Working on an RShiny app and am currently having trouble with dplyr's group_by() function. I have two defined functions:
gather_info: finds the category with the highest/lowest mean valuepaste_info: callsgather_infoand returns the corresponding category and value
The purpose is to return a string that - given a data frame and categorical variable - states the highest- and lowest-performing category and value of said category.
Calling gather_info with the appropriate arguments works as expected. However, paste_info consistently returns:
Error in `group_by()`:
! Must group by variables found in `.data`.
✖ Column `grp.col` is not found.
Here's a reproducible example, where the desired output of paste_info is "Given your data, your best performing group is Cat1 scoring 90% and your worst performing group is Cat2 scoring 20%.":
gather_info <- function(df, grp.col, maxm) {
df |>
mutate_if(
.predicate = function(x) is.character(x),
.funs = function(x) str_to_title(x)
) |>
group_by({{ grp.col }}) |>
summarize(percentage = round(mean(value, na.rm=TRUE) * 100, 2)) |>
arrange(desc(percentage)) %>% # c'est un pipe
{if (maxm) head(., 1) else tail(., 1)}
}
paste_info <- function(df, grp.col) {
high_df <- gather_info(df, grp.col, maxm=TRUE)
low_df <- gather_info(df, grp.col, maxm=FALSE)

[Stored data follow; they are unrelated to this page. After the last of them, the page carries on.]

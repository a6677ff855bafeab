use serde::Deserialize;

#[derive(Debug, Clone, Deserialize)]
pub struct Config {
    pub server: ServerConfig,
    pub database: DatabaseConfig,
    pub access: AccessConfig,
    pub admin: AdminConfig,
    pub oauth: OAuthConfig,
    pub promotion: PromotionConfig,
}

#[derive(Debug, Clone, Deserialize)]
pub struct ServerConfig {
    #[serde(default = "default_host")]
    pub host: String,
    #[serde(default = "default_port")]
    pub port: u16,
    #[serde(default = "default_static_dir")]
    pub static_dir: String,
}

#[derive(Debug, Clone, Deserialize)]
pub struct DatabaseConfig {
    pub url: String,
    #[serde(default = "default_max_connections")]
    pub max_connections: u32,
}

/// Shared Basic-Auth password in front of the whole board.
/// An empty password turns the gate off.
#[derive(Debug, Clone, Deserialize)]
pub struct AccessConfig {
    #[serde(default)]
    pub password: String,
}

impl AccessConfig {
    pub fn enabled(&self) -> bool {
        !self.password.is_empty()
    }
}

#[derive(Debug, Clone, Deserialize)]
pub struct AdminConfig {
    pub email: String,
    #[serde(default = "default_session_ttl_hours")]
    pub session_ttl_hours: u64,
    #[serde(default)]
    pub cookie_secure: bool,
}

#[derive(Debug, Clone, Deserialize)]
pub struct OAuthConfig {
    #[serde(default)]
    pub client_id: String,
    #[serde(default)]
    pub client_secret: String,
    #[serde(default)]
    pub redirect_uri: String,
    #[serde(default = "default_post_login_redirect")]
    pub post_login_redirect: String,
}

/// Thresholds for moving a post into the recommended feed.
#[derive(Debug, Clone, Deserialize)]
pub struct PromotionConfig {
    #[serde(default = "default_promotion_interval")]
    pub interval_secs: u64,
    #[serde(default = "default_promotion_window")]
    pub window_hours: i64,
    #[serde(default = "default_min_views")]
    pub min_views: i64,
    #[serde(default = "default_min_likes")]
    pub min_likes: i64,
}

impl Default for PromotionConfig {
    fn default() -> Self {
        Self {
            interval_secs: default_promotion_interval(),
            window_hours: default_promotion_window(),
            min_views: default_min_views(),
            min_likes: default_min_likes(),
        }
    }
}

fn default_host() -> String {
    "0.0.0.0".to_string()
}

fn default_port() -> u16 {
    3000
}

fn default_static_dir() -> String {
    "public".to_string()
}

fn default_max_connections() -> u32 {
    5
}

fn default_session_ttl_hours() -> u64 {
    24
}

fn default_post_login_redirect() -> String {
    "/admin".to_string()
}

fn default_promotion_interval() -> u64 {
    60
}

fn default_promotion_window() -> i64 {
    24
}

fn default_min_views() -> i64 {
    10
}

fn default_min_likes() -> i64 {
    2
}

impl Config {
    /// Loads configuration from `.env` and the process environment.
    ///
    /// Keys use `__` between section and field, e.g. `ACCESS__PASSWORD`,
    /// `PROMOTION__MIN_VIEWS`.
    pub fn load() -> anyhow::Result<Self> {
        dotenvy::dotenv().ok();

        let config = config::Config::builder()
            .add_source(config::Environment::default().separator("__"))
            .set_default("server.host", "0.0.0.0")?
            .set_default("server.port", 3000)?
            .set_default("server.static_dir", "public")?
            .set_default("database.url", "sqlite://board.db?mode=rwc")?
            .set_default("database.max_connections", 5)?
            .set_default("access.password", "")?
            .set_default("admin.email", "")?
            .set_default("admin.session_ttl_hours", 24)?
            .set_default("admin.cookie_secure", false)?
            .set_default("oauth.client_id", "")?
            .set_default("oauth.client_secret", "")?
            .set_default("oauth.redirect_uri", "http://localhost:3000/api/admin/auth/google/callback")?
            .set_default("oauth.post_login_redirect", "/admin")?
            .set_default("promotion.interval_secs", 60)?
            .set_default("promotion.window_hours", 24)?
            .set_default("promotion.min_views", 10)?
            .set_default("promotion.min_likes", 2)?
            .build()?;

        Ok(config.try_deserialize()?)
    }
}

paste0("Given your data, your best performing group is ",
high_df |> pull(grp.col), " scoring ", high_df$percentage, "%",
" and your worst performing group is ",
low_df |> pull(grp.col), " scoring ", low_df$percentage, "%.")
}
df <- data.frame(
category=c('cat1', 'cat1', 'cat2', 'cat2', 'cat2', 'cat3', 'cat3'),
value=c(1,0.8,0.2,0.3,0.1,0.5,0.5)
)
# returns category, value with highest mean value
gather_info(df, category, maxm=TRUE)
# returns category, value with lowest mean value
gather_info(df, category, maxm=FALSE)
# does not work
paste_info(df, category)
Any help is much appreciated. Thank you!
CodePudding user response:
The issue is that inside paste_info you have to use {{ to pass the grouping column grp.col to gather_info as well as when you call pull. This is for the same reason why you have to use {{ in group_by inside gather_info
In some sense {{ translates e.g. gather_info(df, {{ grp.col }}, maxm = TRUE) to gather_info(df, category, maxm = TRUE), i.e. you pass category to gather_info. Without {{ the column name stored in grp.col will not be "injected" into the expression or function call. Hence, gather_info will take grp.col as is and interprets it as the name of the grouping column. But as there I no column with name grp.col in your data you get an error.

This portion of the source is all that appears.